The Marriott issue aside, the GTUC would do well to abandon its wandering ways and focus its attention on the opportunities and the challenges that may well lie ahead for the labour movement. In this regard, it would be in labour’s interest to focus far more attention on those potentially significant evolving foreign investments in the country’s gold and forestry (value-added) sectors which appear to offer prospects for significant recruitment of local labour and concomitant opportunities for unionization of workers. Two such foreign investments, the Canadian gold mining company Guyana Goldfields and the Chinese company Bai Shan Lin, have already announced their intention to recruit several hundred workers locally. Guyana Goldfields has already announced its intention to accommodate the unionization of its workforce So far, Bai Shan Lin has only committed to the local recruitment of a personnel relations supremo to relate to the workers. Those are issues in which local trade unions may wish to take an interest. In sum, the challenges that lie ahead for the GTUC include lobbying vigorously for the unionization of workers recruited by foreign investment groups and (at the level of individual trade unions) creating effective bargaining units for those workers.
Whether or not labour, at least in its current seriously depleted state, can accomplish these goals is doubtful. That does not mean that the circumstances do not present an outstanding opportunity for the movement to restore some of its long lost influence.

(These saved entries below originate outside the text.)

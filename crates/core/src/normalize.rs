use crate::movement::{Movement, RawAmount, RawMovement};

/// Coerce an oracle-provided amount into a finite number.
///
/// String amounts show up in both regional conventions: `1.234,56`
/// (dot-thousands, comma-decimal) and `1,234.56` (the reverse). When both
/// separators are present, whichever appears last is taken as the decimal
/// mark; lone commas are taken as thousands separators. Anything
/// unparseable collapses to 0.
pub fn amount(raw: Option<&RawAmount>) -> f64 {
    match raw {
        None => 0.0,
        Some(RawAmount::Number(n)) => {
            if n.is_finite() {
                *n
            } else {
                0.0
            }
        }
        Some(RawAmount::Text(s)) => amount_from_str(s),
    }
}

fn amount_from_str(s: &str) -> f64 {
    let mut t: String = s
        .chars()
        .filter(|c| *c != '$' && !c.is_whitespace())
        .collect();

    if t.contains(',') && t.contains('.') {
        if t.rfind(',') > t.rfind('.') {
            // "1.234,56": drop thousands dots, promote the comma.
            t.retain(|c| c != '.');
            t = t.replacen(',', ".", 1);
        } else {
            // "1,234.56": the commas are thousands separators.
            t.retain(|c| c != ',');
        }
    }
    t.retain(|c| c.is_ascii_digit() || c == '.' || c == '-');

    match t.parse::<f64>() {
        Ok(n) if n.is_finite() => n,
        _ => 0.0,
    }
}

/// Normalize one raw oracle row: trim the text fields, coerce the amounts.
pub fn movement(raw: &RawMovement) -> Movement {
    Movement {
        date: raw.fecha.as_deref().unwrap_or("").trim().to_string(),
        description: raw.concepto.as_deref().unwrap_or("").trim().to_string(),
        withdrawal: amount(raw.retiros.as_ref()),
        deposit: amount(raw.depositos.as_ref()),
        balance: amount(raw.saldo.as_ref()),
    }
}

/// Normalize a whole reply worth of rows.
pub fn movements(raw: &[RawMovement]) -> Vec<Movement> {
    raw.iter().map(movement).collect()
}

#[cfg(test)]
mod tests {
    use super::*;

    fn text(s: &str) -> RawAmount {
        RawAmount::Text(s.to_string())
    }

    #[test]
    fn european_thousands_and_decimal_comma() {
        assert_eq!(amount(Some(&text("1.234,56"))), 1234.56);
    }

    #[test]
    fn us_thousands_and_decimal_dot() {
        assert_eq!(amount(Some(&text("1,234.56"))), 1234.56);
    }

    #[test]
    fn grouped_millions_both_conventions() {
        assert_eq!(amount(Some(&text("1.234.567,89"))), 1_234_567.89);
        assert_eq!(amount(Some(&text("1,234,567.89"))), 1_234_567.89);
    }

    #[test]
    fn currency_symbol_and_spaces_stripped() {
        assert_eq!(amount(Some(&text("$ 45.00"))), 45.0);
    }

    #[test]
    fn missing_value_is_zero() {
        assert_eq!(amount(None), 0.0);
    }

    #[test]
    fn garbage_is_zero() {
        assert_eq!(amount(Some(&text("abc"))), 0.0);
        assert_eq!(amount(Some(&text("-"))), 0.0);
    }

    #[test]
    fn numbers_pass_through() {
        assert_eq!(amount(Some(&RawAmount::Number(-12.5))), -12.5);
    }

    #[test]
    fn non_finite_numbers_become_zero() {
        assert_eq!(amount(Some(&RawAmount::Number(f64::NAN))), 0.0);
        assert_eq!(amount(Some(&RawAmount::Number(f64::INFINITY))), 0.0);
    }

    #[test]
    fn negative_amounts_keep_their_sign() {
        assert_eq!(amount(Some(&text("-1.234,56"))), -1234.56);
    }

    #[test]
    fn dot_without_comma_reads_as_decimal() {
        // Deliberate ambiguity: "1.234" alone could be thousands notation,
        // but without a comma the decimal reading wins.
        assert_eq!(amount(Some(&text("1.234"))), 1.234);
    }

    #[test]
    fn lone_comma_reads_as_thousands() {
        assert_eq!(amount(Some(&text("1,5"))), 15.0);
    }

    #[test]
    fn movement_trims_text_and_coerces_amounts() {
        let raw = RawMovement {
            fecha: Some("  2024-03-01 ".to_string()),
            concepto: Some(" COMPRA OXXO  ".to_string()),
            retiros: Some(text("$120.50")),
            depositos: None,
            saldo: Some(RawAmount::Number(1_879.5)),
        };
        let m = movement(&raw);
        assert_eq!(m.date, "2024-03-01");
        assert_eq!(m.description, "COMPRA OXXO");
        assert_eq!(m.withdrawal, 120.5);
        assert_eq!(m.deposit, 0.0);
        assert_eq!(m.balance, 1879.5);
    }

    #[test]
    fn movement_defaults_missing_fields() {
        let m = movement(&RawMovement::default());
        assert_eq!(m.date, "");
        assert_eq!(m.description, "");
        assert_eq!(m.withdrawal, 0.0);
        assert_eq!(m.deposit, 0.0);
        assert_eq!(m.balance, 0.0);
    }
}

If it appears that the GTUC may be unable to bring about corrective measures by causing Guyanese construction workers to be included in this phase of the Marriott project (the government is unlikely to intervene to change the status quo) its current focus ought to be on those opportunities and challenges that lie ahead. Strange as it may seem the proliferation of foreign private investment in Guyana could provide the best opportunity yet for the labour movement to re-invent itself.